— Exercise requirements —
In the entries below, filter for the word "iter" and copy every matching line.
-------- Supplied records
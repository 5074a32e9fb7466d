//! Channel and access-assignment resolver

use serde::Serialize;
use serde_json::Value;

use super::host::SyncHost;
use crate::schema::{AccessAssignment, DocumentDefinition};

/// Marks a grantee as a role rather than a user
pub const ROLE_PREFIX: &str = "role:";

/// Channel access granted to users and prefixed roles
#[derive(Debug, Clone, PartialEq, Eq, Serialize)]
pub struct AccessGrant {
    pub grantees: Vec<String>,
    pub channels: Vec<String>,
}

/// Role membership granted to users
#[derive(Debug, Clone, PartialEq, Eq, Serialize)]
pub struct RoleGrant {
    pub users: Vec<String>,
    pub roles: Vec<String>,
}

/// Grants computed for one write
#[derive(Debug, Clone, Default, PartialEq, Eq, Serialize)]
#[serde(rename_all = "camelCase")]
pub struct AssignmentPlan {
    pub access_grants: Vec<AccessGrant>,
    pub role_grants: Vec<RoleGrant>,
}

impl AssignmentPlan {
    pub fn is_empty(&self) -> bool {
        self.access_grants.is_empty() && self.role_grants.is_empty()
    }

    /// Hand every grant to the host, access grants first
    pub fn apply(&self, host: &mut dyn SyncHost) {
        for grant in &self.access_grants {
            host.access(&grant.grantees, &grant.channels);
        }
        for grant in &self.role_grants {
            host.role(&grant.users, &grant.roles);
        }
    }
}

fn push_unique(target: &mut Vec<String>, entry: String) {
    if !target.contains(&entry) {
        target.push(entry);
    }
}

/// Prefix role names so the host can tell them from user names
pub fn prefix_roles(roles: &[String]) -> Vec<String> {
    roles
        .iter()
        .map(|role| {
            if role.starts_with(ROLE_PREFIX) {
                role.clone()
            } else {
                format!("{}{}", ROLE_PREFIX, role)
            }
        })
        .collect()
}

/// De-duplicated union of every channel the definition names
pub fn document_channels(
    definition: &DocumentDefinition,
    doc: &Value,
    old_doc: Option<&Value>,
) -> Vec<String> {
    definition
        .channels
        .as_ref()
        .map(|c| c.resolve(doc, old_doc).all_entries())
        .unwrap_or_default()
}

/// Evaluate the definition's access assignments for this write.
///
/// Assignments with nobody to grant to, or nothing to grant, are skipped.
pub fn resolve_assignments(
    definition: &DocumentDefinition,
    doc: &Value,
    old_doc: Option<&Value>,
) -> AssignmentPlan {
    let mut plan = AssignmentPlan::default();
    let Some(assignments) = &definition.access_assignments else {
        return plan;
    };

    for assignment in assignments.resolve(doc, old_doc).iter() {
        match assignment {
            AccessAssignment::Channel {
                users,
                roles,
                channels,
            } => {
                let mut grantees = Vec::new();
                for user in users.resolve(doc, old_doc).iter() {
                    push_unique(&mut grantees, user.clone());
                }
                for role in prefix_roles(&roles.resolve(doc, old_doc)) {
                    push_unique(&mut grantees, role);
                }
                let channels = channels.resolve(doc, old_doc).into_owned();
                if !grantees.is_empty() && !channels.is_empty() {
                    plan.access_grants.push(AccessGrant { grantees, channels });
                }
            }
            AccessAssignment::Role { users, roles } => {
                let users = users.resolve(doc, old_doc).into_owned();
                let roles = prefix_roles(&roles.resolve(doc, old_doc));
                if !users.is_empty() && !roles.is_empty() {
                    plan.role_grants.push(RoleGrant { users, roles });
                }
            }
        }
    }

    plan
}

#[cfg(test)]
mod tests {
    use super::*;
    use crate::access::host::RecordingHost;
    use crate::schema::{AuthorizationMap, Constraint};
    use serde_json::json;

    fn strings(items: &[&str]) -> Vec<String> {
        items.iter().map(|s| s.to_string()).collect()
    }

    #[test]
    fn test_document_channels_union() {
        let def = DocumentDefinition::new("book").channels(
            AuthorizationMap::new()
                .view(["read", "shared"])
                .add(["shared", "write"])
                .remove(["admin"]),
        );
        assert_eq!(
            document_channels(&def, &json!({}), None),
            strings(&["read", "shared", "write", "admin"])
        );
        assert!(document_channels(&DocumentDefinition::new("x"), &json!({}), None).is_empty());
    }

    #[test]
    fn test_roles_are_prefixed() {
        assert_eq!(
            prefix_roles(&strings(&["staff", "role:admin"])),
            strings(&["role:staff", "role:admin"])
        );
    }

    #[test]
    fn test_resolve_and_apply() {
        let def = DocumentDefinition::new("team").access_assignments(vec![
            AccessAssignment::channel(strings(&["alice"]), strings(&["staff"]), strings(&["team-1"])),
            AccessAssignment::role(strings(&["bob"]), strings(&["lead"])),
            AccessAssignment::channel(Vec::<String>::new(), Vec::<String>::new(), strings(&["skipped"])),
            AccessAssignment::role(strings(&["carol"]), Vec::<String>::new()),
        ]);

        let plan = resolve_assignments(&def, &json!({}), None);
        assert_eq!(plan.access_grants.len(), 1);
        assert_eq!(plan.access_grants[0].grantees, strings(&["alice", "role:staff"]));
        assert_eq!(plan.role_grants.len(), 1);
        assert_eq!(plan.role_grants[0].roles, strings(&["role:lead"]));

        let mut host = RecordingHost::admin();
        plan.apply(&mut host);
        assert_eq!(host.access_grants(), plan.access_grants.as_slice());
        assert_eq!(host.role_grants(), plan.role_grants.as_slice());
    }

    #[test]
    fn test_dynamic_members() {
        let def = DocumentDefinition::new("team").access_assignments(vec![AccessAssignment::channel(
            Constraint::dynamic(|doc: &Value, _old: Option<&Value>| -> Vec<String> {
                doc["members"]
                    .as_array()
                    .map(|m| m.iter().filter_map(Value::as_str).map(String::from).collect())
                    .unwrap_or_default()
            }),
            Vec::<String>::new(),
            Constraint::dynamic(|doc: &Value, _old: Option<&Value>| -> Vec<String> {
                vec![format!("team-{}", doc["_id"].as_str().unwrap_or_default())]
            }),
        )]);

        let plan = resolve_assignments(&def, &json!({ "_id": "7", "members": ["a", "b"] }), None);
        assert_eq!(
            plan.access_grants,
            vec![AccessGrant {
                grantees: strings(&["a", "b"]),
                channels: strings(&["team-7"]),
            }]
        );
    }
}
----------------
— Task output —
        .iter()
    for assignment in assignments.resolve(doc, old_doc).iter() {
                for user in users.resolve(doc, old_doc).iter() {
        items.iter().map(|s| s.to_string()).collect()
                    .map(|m| m.iter().filter_map(Value::as_str).map(String::from).collect())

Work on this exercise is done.